Which lines in the records below contain the word "RealisedChangeTable"? Copy each one.
——
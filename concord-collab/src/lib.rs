//! # concord-collab: change propagation for shared CAD documents
//!
//! Captures local host edits as [`Change`](concord_core::Change) records,
//! ships them to peers, and replays received changes on the local host
//! document through a single idle-driven queue.
//!
//! ## Architecture
//!
//! ```text
//! ┌──────────────┐  HostEvent   ┌───────────────┐  Change   ┌──────────────┐
//! │ HostDocument │ ───────────► │ ChangePipeline│ ────────► │ ChangeClient │
//! │ (CAD host)   │              │ create/receive│ ◄──────── │ (WebSocket)  │
//! └──────▲───────┘              └───────┬───────┘           └──────────────┘
//!        │                              │ enqueue
//!        │ on_idle          ┌───────────▼──────────┐
//!        └──────────────────│ ShadowDocument       │
//!                           │ ActionQueue          │
//!                           │ RealisedChangeTable  │
//!                           └──────────────────────┘
//! ```
//!
//! ## Modules
//!
//! - [`registry`]: host ↔ shadow pairing, lifecycle events, disposal
//! - [`shadow`]: per-document queue, identity table and client handle
//! - [`queue`]: FIFO action queue drained on the host idle cycle
//! - [`realised`]: local id ↔ change id table
//! - [`pipeline`]: create/receive handler dispatch
//! - [`handlers`]: built-in geometry and layer handlers
//! - [`diff`]: field deltas and hierarchical relocation
//! - [`protocol`]: binary change envelope
//! - [`client`]: WebSocket change client with offline queue
//! - [`session`]: the context object tying it together

pub mod bimap;
pub mod client;
pub mod config;
pub mod diff;
pub mod error;
pub mod handlers;
pub mod pipeline;
pub mod protocol;
pub mod queue;
pub mod realised;
pub mod registry;
pub mod session;
pub mod shadow;

// Re-exports for convenience
pub use bimap::BiMap;
pub use client::{ChangeClient, ClientEvent, ConnectionState, OfflineQueue};
pub use config::SessionConfig;
pub use diff::{relocate, Delta, DeltaKey, Direction, FieldRegistry, Hierarchy, KEY_DIVIDER};
pub use error::SyncError;
pub use handlers::layer::{layer_defaults, layer_difference, update_layer, LayerTree};
pub use pipeline::{ChangeCreateAction, ChangePipeline, ChangeReceiveAction, CreateArgs, HostEvent};
pub use protocol::{ChangeMessage, MessageType, ProtocolError};
pub use queue::{ActionQueue, CycleOutcome, IdleAction, IdleArgs, QueueState};
pub use realised::RealisedChangeTable;
pub use registry::{lock_host, DocumentRegistry, RegistryEvent, SharedHost};
pub use session::Session;
pub use shadow::{BusyGuard, ShadowDocument, User, Users};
——
Answer to this problem —
//!                           │ RealisedChangeTable  │
pub use realised::RealisedChangeTable;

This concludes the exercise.